New England Review :: NewPages Guide to Literary Magazines

New England Review cover

New England Review

About New England Review: New England Review distinguishes itself with a fine blend of fiction, poetry, and nonfiction that is both challenging and inviting to the general reader.

Contact Information:

Editors: Stephen Donadio, Carolyn Kuebler, C. Dale Young

Middlebury College

Middlebury, VT  05753

Phone: (802) 443-5075

Email: NEReview[at]middlebury[dot]edu

Submission/Subscription Information:

Genres: poetry, fiction, nonfiction, translations, criticism, reviews

Simultaneous submissions: yes, for prose only Email submissions: no Online submissions: yes (see website) Reading period: 9/1-5/31 Response time: 4-12 weeks Payment: yes (see website) Contests: no ISSN: 1053-1297 Founded: 1978 Issues per year: 4 Distributors: Ingram, Ubiquity Average pages: 200 Sample copy (postpaid): $10 Copy Price: $10 Subscription (Ind): $30 Subscription (Inst): $45

Publisher’s Description: “One of the journals most often mentioned by writers and readers - including editors of other journals, as among the nation's best.”—Boston Globe

Each issue of New England Review presents poetry, fiction, and nonfiction in a broad spectrum of viewpoints and genres, including traditional and experimental fiction, translations in poetry and prose, criticism, letters from abroad, reviews in arts and literature, and rediscoveries. Founded in 1978 and currently edited by Stephen Donadio, NER keeps its readers in touch with the imaginative adventures of a wide range of writers, with a strong commitment to presenting new voices .

Recent and forthcoming issues feature new work by Jennifer Grotz, William Logan, Matthew Olzmann, Carl Phillips, Castle Freeman Jr., Christine Sneed, and Debora Greger, plus a range of nonfiction and translations.

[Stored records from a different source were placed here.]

/// A fresh callable produced by [`Operation::create`] for one stage
/// invocation. The scheduler may invoke it several times within that
/// invocation (once per element in fan-out mode), so it must be reentrant.
pub type OperationCallable = Arc<dyn Fn(Vec<Namespace>) -> OperationFuture + Send + Sync>;

/// Display name used for operations that never declare one.
pub const ANONYMOUS_OPERATION: &str = "Anonymous Operation";

/// The unified operation trait.
///
/// See the module documentation for the two declaration strategies. The
/// `declared_*` defaults serve [`Operation::contract`]; dynamic operations
/// override them and may ignore `contract` entirely.
pub trait Operation: Send + Sync {
    /// Display name used in events and error messages
    fn name(&self) -> &str {
        ANONYMOUS_OPERATION
    }

    /// Static declaration table (the default strategy)
    fn contract(&self) -> OperationContract {
        OperationContract::default()
    }

    /// Fields the operation reads, resolved against the prefix
    fn declared_reads(&self, _prefix: &PrefixSchema) -> BTreeMap<FieldName, FieldContract> {
        self.contract().reads
    }

    /// Fields the operation sets, resolved against the prefix
    fn declared_sets(&self, _prefix: &PrefixSchema) -> BTreeMap<FieldName, FieldContract> {
        self.contract().sets
    }

    /// Fields the operation deletes, resolved against the prefix
    fn declared_deletes(&self, _prefix: &PrefixSchema) -> Vec<FieldName> {
        self.contract().deletes
    }

    /// Model capability the operation requires, if any
    fn required_capability(&self) -> Option<ModelCapability> {
        None
    }

    /// Model record assigned to the operation, if any
    fn assigned_model(&self) -> Option<&ModelRecord> {
        None
    }

    /// Failure policy consulted by the executor
    fn error_policy(&self) -> ErrorPolicy {
        ErrorPolicy::Propagate
    }

    /// Per-invocation timeout, if any
    fn timeout(&self) -> Option<Duration> {
        None
    }

    /// Whether the output list may differ in length from the input list
    fn allows_count_change(&self) -> bool {
        false
    }

    /// Produces a fresh callable for one stage invocation
    fn create(&self) -> Result<OperationCallable, PipelineError>;
}

type MapFn = Arc<dyn Fn(&Namespace) -> Result<BTreeMap<FieldName, Value>, PipelineError> + Send + Sync>;
type ApplyFn = Arc<dyn Fn(Vec<Namespace>) -> OperationFuture + Send + Sync>;

enum InlineBody {
    Map(MapFn),
    Apply(ApplyFn),
}

/// Closure-backed operation with statically declared contracts.
///
/// `InlineOperation` is the block-style declaration surface: the common
/// case wraps a per-namespace closure whose returned field delta is merged
/// onto the input and whose declared deletes are applied afterwards.
/// `apply` gives full asynchronous control over the whole
/// `[Namespace] → [Namespace]` signature instead.
///
/// # Examples
///
/// ```
/// use dataflow_pipeline_domain::services::operation::{InlineOperation, Operation};
/// use dataflow_pipeline_domain::value_objects::{field, Namespace, TypeDescriptor, Value};
///
/// let upcase = InlineOperation::builder("upcase")
///     .reads("text", TypeDescriptor::text())
///     .sets("shout", TypeDescriptor::text())
///     .map(|ns| {
///         let text = ns.get(&field("text")).and_then(|v| v.as_text()).unwrap_or_default();
///         Ok([(field("shout"), Value::text(text.to_uppercase()))].into())
///     });
///
/// let callable = upcase.create().unwrap();
/// let input = Namespace::from_pairs([("text", Value::text("hi"))]);
/// let output = futures::executor::block_on(callable(vec![input])).unwrap();
/// assert_eq!(output[0].get(&field("shout")), Some(&Value::text("HI")));
/// ```
pub struct InlineOperation {
    name: String,
    contract: OperationContract,
    allows_count_change: bool,
    error_policy: ErrorPolicy,
    timeout: Option<Duration>,
    required_capability: Option<ModelCapability>,
    model: Option<ModelRecord>,
    body: InlineBody,
}
// /////////////////////////////////////////////////////////////////////////////
// Dataflow Pipeline RS
// Copyright (c) 2025 Michael Gardner, A Bit of Help, Inc.
// SPDX-License-Identifier: BSD-3-Clause
// See LICENSE file in the project root.
// /////////////////////////////////////////////////////////////////////////////

//! # Stage Entity
//!
//! An ordered group of operations executed under a shared execution mode
//! and merge strategy. The stage entity is pure structure plus
//! construction-time validation; the engine's scheduler gives it runtime
//! behavior.
//!
//! ## Execution Modes
//!
//! - **merge**: fold the input list into one namespace, feed it to every
//!   operation, combine the results into a single output
//! - **fan_out**: feed each input element to every operation independently,
//!   preserving positional correspondence
//! - **batch**: feed the whole input list to every operation at once
//!
//! ## Merge Strategies
//!
//! The algebra for combining the outputs of parallel operations at one
//! output position:
//!
//! - **last_in**: later operations' keys overwrite earlier ones'
//! - **first_in**: earlier operations' keys win
//! - **collate**: conflicting values become a sequence of all distinct
//!   values in declared operation order; identical values collapse to one
//! - **disjoint**: no key overlap, validated at construction; the merge
//!   itself behaves like `last_in`
//!
//! "Later" and "earlier" are defined by declared operation position, never
//! by completion time, so pipes stay deterministic regardless of scheduler
//! timing.

use std::collections::BTreeMap;
use std::sync::Arc;
use std::time::Duration;

use serde::{Deserialize, Serialize};

use crate::error::PipelineError;
use crate::services::operation::{FieldContract, Operation, PrefixSchema};
use crate::services::schema_propagator::check_parallel_sets;
use crate::value_objects::{FieldName, Namespace, Value};

/// How a stage applies its operations to the incoming namespace list.
#[derive(Debug, Clone, Copy, PartialEq, Eq, Serialize, Deserialize)]
#[serde(rename_all = "snake_case")]
pub enum ExecutionMode {
    /// Fold inputs into one namespace, produce one output
    Merge,
    /// Apply every operation to each element independently
    FanOut,
    /// Hand the whole input list to every operation
    Batch,
}

impl std::fmt::Display for ExecutionMode {
    fn fmt(&self, f: &mut std::fmt::Formatter<'_>) -> std::fmt::Result {
        match self {
            ExecutionMode::Merge => write!(f, "merge"),
            ExecutionMode::FanOut => write!(f, "fan_out"),
            ExecutionMode::Batch => write!(f, "batch"),
        }
    }
}

impl std::str::FromStr for ExecutionMode {
    type Err = PipelineError;

    fn from_str(s: &str) -> Result<Self, Self::Err> {
        match s.trim().to_lowercase().as_str() {
            "merge" => Ok(ExecutionMode::Merge),
            "fan_out" => Ok(ExecutionMode::FanOut),
            "batch" => Ok(ExecutionMode::Batch),
            other => Err(PipelineError::InvalidConfiguration(format!(
                "Unknown execution mode: {}",
                other
            ))),
        }
    }
}

/// How the outputs of parallel operations combine at one position.
#[derive(Debug, Clone, Copy, PartialEq, Eq, Serialize, Deserialize)]
#[serde(rename_all = "snake_case")]
pub enum MergeStrategy {
    /// Later operations overwrite earlier ones
    LastIn,
    /// Earlier operations win
    FirstIn,
    /// Conflicts become a sequence of distinct values in declared order
    Collate,
    /// No overlap, checked at construction; merge behaves like last_in
    Disjoint,
}

impl MergeStrategy {
    /// Combines per-operation output namespaces in declared operation
    /// order into a single namespace.
    pub fn combine(&self, contributions: &[Namespace]) -> Namespace {
        match self {
            MergeStrategy::LastIn | MergeStrategy::Disjoint => Namespace::merge_all(contributions),
            MergeStrategy::FirstIn => Namespace::merge_all(contributions.iter().rev()),
            MergeStrategy::Collate => {
                let mut collated: BTreeMap<FieldName, Vec<Value>> = BTreeMap::new();
                for ns in contributions {
                    for (name, value) in ns.iter() {
                        let values = collated.entry(name.clone()).or_default();
                        if !values.contains(value) {
                            values.push(value.clone());
                        }
                    }
                }
                collated
                    .into_iter()
                    .map(|(name, mut values)| {
                        let value = if values.len() == 1 {
                            values.remove(0)
                        } else {
                            Value::List(values)
                        };
                        (name, value)
                    })
                    .collect()
            }
        }
    }
}

impl std::fmt::Display for MergeStrategy {
    fn fmt(&self, f: &mut std::fmt::Formatter<'_>) -> std::fmt::Result {
        match self {
            MergeStrategy::LastIn => write!(f, "last_in"),
            MergeStrategy::FirstIn => write!(f, "first_in"),
            MergeStrategy::Collate => write!(f, "collate"),
            MergeStrategy::Disjoint => write!(f, "disjoint"),
        }
    }
}

impl std::str::FromStr for MergeStrategy {
    type Err = PipelineError;

    fn from_str(s: &str) -> Result<Self, Self::Err> {
        match s.trim().to_lowercase().as_str() {
            "last_in" => Ok(MergeStrategy::LastIn),
            "first_in" => Ok(MergeStrategy::FirstIn),
            "collate" => Ok(MergeStrategy::Collate),
            "disjoint" => Ok(MergeStrategy::Disjoint),
            other => Err(PipelineError::InvalidConfiguration(format!(
                "Unknown merge strategy: {}",
                other
            ))),
        }
    }
}

/// An ordered group of operations with a shared mode and strategy.
///
/// Construction validates the stage's own invariants: a non-empty name, at
/// least one operation, and — resolved against the empty prefix, re-checked
/// with real prefixes during pipe construction — parallel type consistency
/// and, for `disjoint`, pairwise-disjoint declared sets.
pub struct Stage {
    name: String,
    mode: ExecutionMode,
    operations: Vec<Arc<dyn Operation>>,
    merge_strategy: MergeStrategy,
    timeout: Option<Duration>,
}

impl Stage {
    /// Creates a validated stage.
    ///
    /// # Errors
    ///
    /// - `InvalidConfiguration` for an empty name or operation list
    /// - `TypeConflict` when two operations declare the same set field with
    ///   different types, or overlap at all under `disjoint`
    pub fn new(
        name: impl Into<String>,
        mode: ExecutionMode,
        operations: Vec<Arc<dyn Operation>>,
        merge_strategy: MergeStrategy,
    ) -> Result<Self, PipelineError> {
        let name = name.into();
        if name.trim().is_empty() {
            return Err(PipelineError::InvalidConfiguration(
                "Stage name cannot be empty".to_string(),
            ));
        }
        if operations.is_empty() {
            return Err(PipelineError::InvalidConfiguration(format!(
                "Stage '{}' must have at least one operation",
                name
            )));
        }

        // Best-effort check against the empty prefix; dynamic declarations
        // are re-resolved with the real prefix during propagation.
        let empty = PrefixSchema::empty();
        let resolved: Vec<(String, BTreeMap<FieldName, FieldContract>)> = operations
            .iter()
            .map(|op| (op.name().to_string(), op.declared_sets(&empty)))
            .collect();
        check_parallel_sets(&name, merge_strategy, &resolved)?;

        Ok(Self {
            name,
            mode,
            operations,
            merge_strategy,
            timeout: None,
        })
    }

    /// Sets the stage timeout
    pub fn with_timeout(mut self, timeout: Duration) -> Self {
        self.timeout = Some(timeout);
        self
    }

    /// Gets the stage name
    pub fn name(&self) -> &str {
        &self.name
    }

    /// Gets the execution mode
    pub fn mode(&self) -> ExecutionMode {
        self.mode
    }

    /// Gets the operations in declared order
    pub fn operations(&self) -> &[Arc<dyn Operation>] {
        &self.operations
    }

    /// Gets the merge strategy
    pub fn merge_strategy(&self) -> MergeStrategy {
        self.merge_strategy
    }

    /// Gets the stage timeout, if set
    pub fn timeout(&self) -> Option<Duration> {
        self.timeout
    }
}

impl std::fmt::Debug for Stage {
    fn fmt(&self, f: &mut std::fmt::Formatter<'_>) -> std::fmt::Result {
        f.debug_struct("Stage")
            .field("name", &self.name)
            .field("mode", &self.mode)
            .field(
                "operations",
                &self.operations.iter().map(|op| op.name()).collect::<Vec<_>>(),
            )
            .field("merge_strategy", &self.merge_strategy)
            .field("timeout", &self.timeout)
            .finish()
    }
}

NER is published four times a year by Middlebury College. Managing Editor is Carolyn Kuebler; Poetry Editor is C. Dale Young.

Recent issues:

Vol. 33 #3 features new fiction by Norah Charles, David Guterson, Ihab Hassan, Stephen O’Connor, Leath Tonino and Adrienne Sharp; poems by Howard Altmann, Geri Doran, Robin Ekiss, Brendan Grady, Jennifer Grotz, Margaree Little, John Poch, Mark Rudman and Jake Adam York; nonfiction by Sara Maitland, Anne Raeff, Craig Reinbold, George Santayana and Myles Weber. Plus Isabel Fargo Cole’s translation of Franz Fühmann.

Vol. 33 #2 features fiction by Matthew Baker, Breyten Breytenbach, Karl Harshbarger, Hannah Holtzman, Bryan Hurt, Dennis McFadden, and Maura Stanton; poems by Frank Baez, Baudelaire, Rebecca Black, Joanne Dominique Dwyer, Jonathan Fink, John Gallaher, Sally Keith, Aditi Machado, Jamaal May, Tomás Morín, Darren Morris, Alison Pelegrin, Patrick Phillips, Paisley Rekdal, and Steven D. Schroeder. Essays by Marianne Boruch, Ellen Hinsey, and Elizabeth O’Brien, plus a play by Greg Pierce.

Vol. 33, #1 features new stories by Brock Clarke, Castle Freeman Jr., William Gilson, Jane Ratcliffe, & Christine Sneed; poems by Beverly Burch, Victoria Chang, Caleb Curtiss, Jeff Friedman, Debora Greger, Shara Lessley, John Lundberg, Matthew Nienow, C. L. O'Dell, Carl Phillips, Adrienne Su, & Valerie Wohlfeld. In nonfiction, Joseph Fruscione examines the Faulkner-Hemingway rivalry; Francis-Noël Thomas reflects on tea; Paul Plagens recalls his time in L.A. County jail's "ding tank"; Matthew Vollmer visits a collector of Nazi paraphernalia; and Karen Holmberg muses on the human voice; plus a translation, by Benjamin Ehrlich, of the Nobel Prize neuroscientist Ramón y Cajal's “Café Chats,” and more.